[Brief] From the material beneath, pull every line with the word "Mutex".

[Records to process]
// animfit/src/pipeline/mod.rs
//! The staged optimization pipeline.
//!
//! After the asset is probed, the orchestrator feeds it through an ordered
//! list of [`Stage`]s. Each stage either hands a (possibly new) artifact to
//! the next one, completes the run because the budget is met, or halts it
//! with a final [`OptimizationResult`].

mod approval;
mod normalize;
mod probe;
mod reduce;
mod sampler;
mod scratch;

pub use approval::{estimate_frame_reduction_percent, ApprovalGate, GateDecision};
pub use normalize::{plan_dimensions, DimensionNormalizer, DimensionPlan};
pub use probe::MetadataProbe;
pub use reduce::SizeReducer;
pub use sampler::{sampling_indices, FrameSampler};
pub use scratch::Scratch;

use crate::core::{
    CancelToken, ImageMetadata, OptimizationRequest, OptimizationResult, PipelineState, Result,
};
use crate::processors::ImageOps;
use std::path::PathBuf;

/// An asset on disk together with its freshly probed metadata.
#[derive(Debug, Clone, PartialEq)]
pub struct Artifact {
    pub path: PathBuf,
    pub metadata: ImageMetadata,
}

#[derive(Debug)]
pub enum StageOutcome {
    /// Hand the artifact to the next stage.
    Continue(Artifact),
    /// The artifact satisfies every constraint.
    Complete(Artifact),
    /// Stop with a non-success result.
    Halt(OptimizationResult),
}

pub struct StageContext<'a> {
    pub ops: &'a dyn ImageOps,
    pub request: &'a OptimizationRequest,
    pub scratch: &'a mut Scratch,
    pub cancel: &'a CancelToken,
}

impl StageContext<'_> {
    pub fn budget(&self) -> u64 {
        self.request.max_size_bytes
    }

    /// Runs `transform` into a fresh scratch path and probes the result.
    pub fn derive<F>(&mut self, label: &str, transform: F) -> Result<Artifact>
    where
        F: FnOnce(&dyn ImageOps, &std::path::Path) -> Result<()>,
    {
        let path = self.scratch.allocate(label);
        transform(self.ops, &path)?;
        let metadata = MetadataProbe::probe_intermediate(self.ops, &path)?;
        Ok(Artifact { path, metadata })
    }
}

pub trait Stage: Send + Sync {
    fn name(&self) -> &'static str;

    /// State held while the stage is deciding, if it differs from the
    /// previous stage's exit state.
    fn entry_state(&self) -> Option<PipelineState> {
        None
    }

    /// State reached when the stage continues with an artifact.
    fn exit_state(&self) -> PipelineState;

    fn attempt(&self, ctx: &mut StageContext<'_>, input: Artifact) -> Result<StageOutcome>;
}

/// The stage order every run follows.
pub fn default_stages() -> Vec<Box<dyn Stage>> {
    vec![
        Box::new(DimensionNormalizer),
        Box::new(SizeReducer::default()),
        Box::new(ApprovalGate),
        Box::new(FrameSampler::default()),
    ]
}

/// Only the frame sampler may change the frame count.
pub(crate) fn ensure_frame_count(stage: &str, before: &Artifact, after: &Artifact) -> Result<()> {
    if before.metadata.frame_count != after.metadata.frame_count {
        return Err(crate::core::OptimizeError::Processing(format!(
            "{} changed the frame count from {} to {}",
            stage, before.metadata.frame_count, after.metadata.frame_count
        )));
    }
    Ok(())
}
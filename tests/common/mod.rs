#![allow(dead_code)]

use animfit::{CancelToken, Color, ImageMetadata, ImageOps, OptimizeError, Result};
use image::codecs::gif::{GifEncoder, Repeat};
use image::{Delay, Frame, Rgba, RgbaImage};
use std::collections::HashMap;
use std::fs::File;
use std::path::{Path, PathBuf};
use std::sync::Mutex;

/// Synthetic asset: `full_size` is the encoded size at 256 colors.
#[derive(Debug, Clone, Copy, PartialEq)]
pub struct FakeAsset {
    pub width: u32,
    pub height: u32,
    pub frames: u32,
    pub full_size: u64,
    pub colors: u16,
}

impl FakeAsset {
    pub fn new(width: u32, height: u32, frames: u32, size: u64) -> Self {
        Self {
            width,
            height,
            frames,
            full_size: size,
            colors: 256,
        }
    }

    /// 256 colors costs the full size, 32 colors costs 160/384 of it.
    pub fn size(&self) -> u64 {
        self.full_size * (128 + u64::from(self.colors)) / 384
    }

    fn scaled(self, width: u32, height: u32) -> Self {
        let old_area = u128::from(self.width) * u128::from(self.height);
        let new_area = u128::from(width) * u128::from(height);
        Self {
            width,
            height,
            full_size: (u128::from(self.full_size) * new_area / old_area) as u64,
            ..self
        }
    }
}

#[derive(Debug, Clone, PartialEq)]
pub enum Call {
    Resize(u32, u32),
    Recolor(u16),
    Pad(u32, u32, Color),
    Sample(Vec<usize>),
    EdgeColor,
}

pub const EDGE_COLOR: Color = Color::rgba(10, 200, 30, 255);

/// Deterministic stand-in for a real codec. Assets live in a map keyed by
/// path; a small marker file is written for each so cleanup is observable.
#[derive(Default)]
pub struct FakeOps {
    assets: Mutex<HashMap<PathBuf, FakeAsset>>,
    calls: Mutex<Vec<Call>>,
    fail_on: Mutex<Option<&'static str>>,
    cancel_on_recolor: Mutex<Option<(u16, CancelToken)>>,
}

impl FakeOps {
    pub fn new() -> Self {
        Self::default()
    }

    pub fn register(&self, path: &Path, asset: FakeAsset) {
        self.store(path, asset).unwrap();
    }

    pub fn fail_on(&self, operation: &'static str) {
        *self.fail_on.lock().unwrap() = Some(operation);
    }

    pub fn cancel_on_recolor(&self, colors: u16, token: CancelToken) {
        *self.cancel_on_recolor.lock().unwrap() = Some((colors, token));
    }

    pub fn calls(&self) -> Vec<Call> {
        self.calls.lock().unwrap().clone()
    }

    pub fn recolor_levels(&self) -> Vec<u16> {
        self.calls()
            .into_iter()
            .filter_map(|call| match call {
                Call::Recolor(colors) => Some(colors),
                _ => None,
            })
            .collect()
    }

    pub fn sample_calls(&self) -> usize {
        self.calls()
            .iter()
            .filter(|call| matches!(call, Call::Sample(_)))
            .count()
    }

    fn store(&self, path: &Path, asset: FakeAsset) -> Result<()> {
        std::fs::write(path, format!("{:?}", asset))?;
        self.assets.lock().unwrap().insert(path.to_path_buf(), asset);
        Ok(())
    }

    fn load(&self, path: &Path) -> Result<FakeAsset> {
        if !path.exists() {
            return Err(OptimizeError::Probe(format!("missing {}", path.display())));
        }
        self.assets
            .lock()
            .unwrap()
            .get(path)
            .copied()
            .ok_or_else(|| OptimizeError::Probe(format!("not an animation: {}", path.display())))
    }

    fn record(&self, call: Call, operation: &'static str) -> Result<()> {
        self.calls.lock().unwrap().push(call);
        if *self.fail_on.lock().unwrap() == Some(operation) {
            return Err(OptimizeError::Processing(format!("{} exploded", operation)));
        }
        Ok(())
    }
}

impl ImageOps for FakeOps {
    fn probe(&self, asset: &Path) -> Result<ImageMetadata> {
        let fake = self.load(asset)?;
        Ok(ImageMetadata {
            width: fake.width,
            height: fake.height,
            frame_count: fake.frames,
            size_bytes: fake.size(),
        })
    }

    fn resize(&self, src: &Path, dst: &Path, width: u32, height: u32) -> Result<()> {
        self.record(Call::Resize(width, height), "resize")?;
        let asset = self.load(src)?;
        self.store(dst, asset.scaled(width, height))
    }

    fn recolor(&self, src: &Path, dst: &Path, colors: u16) -> Result<()> {
        self.record(Call::Recolor(colors), "recolor")?;
        if let Some((level, token)) = self.cancel_on_recolor.lock().unwrap().as_ref() {
            if *level == colors {
                token.cancel();
            }
        }
        let asset = self.load(src)?;
        self.store(
            dst,
            FakeAsset {
                colors: asset.colors.min(colors),
                ..asset
            },
        )
    }

    fn pad_canvas(&self, src: &Path, dst: &Path, width: u32, height: u32, fill: Color) -> Result<()> {
        self.record(Call::Pad(width, height, fill), "pad")?;
        let asset = self.load(src)?;
        self.store(dst, asset.scaled(width, height))
    }

    fn sample_frames(&self, src: &Path, dst: &Path, indices: &[usize]) -> Result<()> {
        self.record(Call::Sample(indices.to_vec()), "sample")?;
        let asset = self.load(src)?;
        assert!(indices.windows(2).all(|w| w[0] < w[1]));
        assert!(indices.iter().all(|&i| i < asset.frames as usize));

        let kept = indices.len() as u64;
        self.store(
            dst,
            FakeAsset {
                frames: kept as u32,
                full_size: asset.full_size * kept / u64::from(asset.frames),
                ..asset
            },
        )
    }

    fn dominant_edge_color(&self, asset: &Path) -> Result<Color> {
        self.record(Call::EdgeColor, "edge")?;
        self.load(asset)?;
        Ok(EDGE_COLOR)
    }
}

pub fn dir_is_empty(path: &Path) -> bool {
    std::fs::read_dir(path).map(|mut d| d.next().is_none()).unwrap_or(true)
}

/// Pseudo-random RGB frames; identical seeds give identical frames.
pub fn noise_frames(width: u32, height: u32, count: usize, seed: u64) -> Vec<Frame> {
    let mut state = seed.wrapping_mul(6_364_136_223_846_793_005).wrapping_add(1);
    (0..count)
        .map(|_| {
            let buffer = RgbaImage::from_fn(width, height, |_, _| {
                state = state
                    .wrapping_mul(6_364_136_223_846_793_005)
                    .wrapping_add(1_442_695_040_888_963_407);
                let v = (state >> 33) as u32;
                Rgba([v as u8, (v >> 8) as u8, (v >> 16) as u8, 255])
            });
            Frame::from_parts(buffer, 0, 0, Delay::from_numer_denom_ms(100, 1))
        })
        .collect()
}

/// Frames of `border` with a `center` square in the middle.
pub fn framed_frames(width: u32, height: u32, count: usize, border: [u8; 4], center: [u8; 4]) -> Vec<Frame> {
    (0..count)
        .map(|_| {
            let buffer = RgbaImage::from_fn(width, height, |x, y| {
                let inside = x >= width / 4 && x < width * 3 / 4 && y >= height / 4 && y < height * 3 / 4;
                Rgba(if inside { center } else { border })
            });
            Frame::from_parts(buffer, 0, 0, Delay::from_numer_denom_ms(50, 1))
        })
        .collect()
}

pub fn write_gif(path: &Path, frames: Vec<Frame>) {
    let file = File::create(path).unwrap();
    let mut encoder = GifEncoder::new(file);
    encoder.set_repeat(Repeat::Infinite).unwrap();
    encoder.encode_frames(frames).unwrap();
}

pub fn decode_frames(path: &Path) -> Vec<Frame> {
    use image::codecs::gif::GifDecoder;
    use image::AnimationDecoder;

    let file = std::io::BufReader::new(File::open(path).unwrap());
    GifDecoder::new(file).unwrap().into_frames().collect_frames().unwrap()
}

[Answer box]
use std::sync::Mutex;
    assets: Mutex<HashMap<PathBuf, FakeAsset>>,
    calls: Mutex<Vec<Call>>,
    fail_on: Mutex<Option<&'static str>>,
    cancel_on_recolor: Mutex<Option<(u16, CancelToken)>>,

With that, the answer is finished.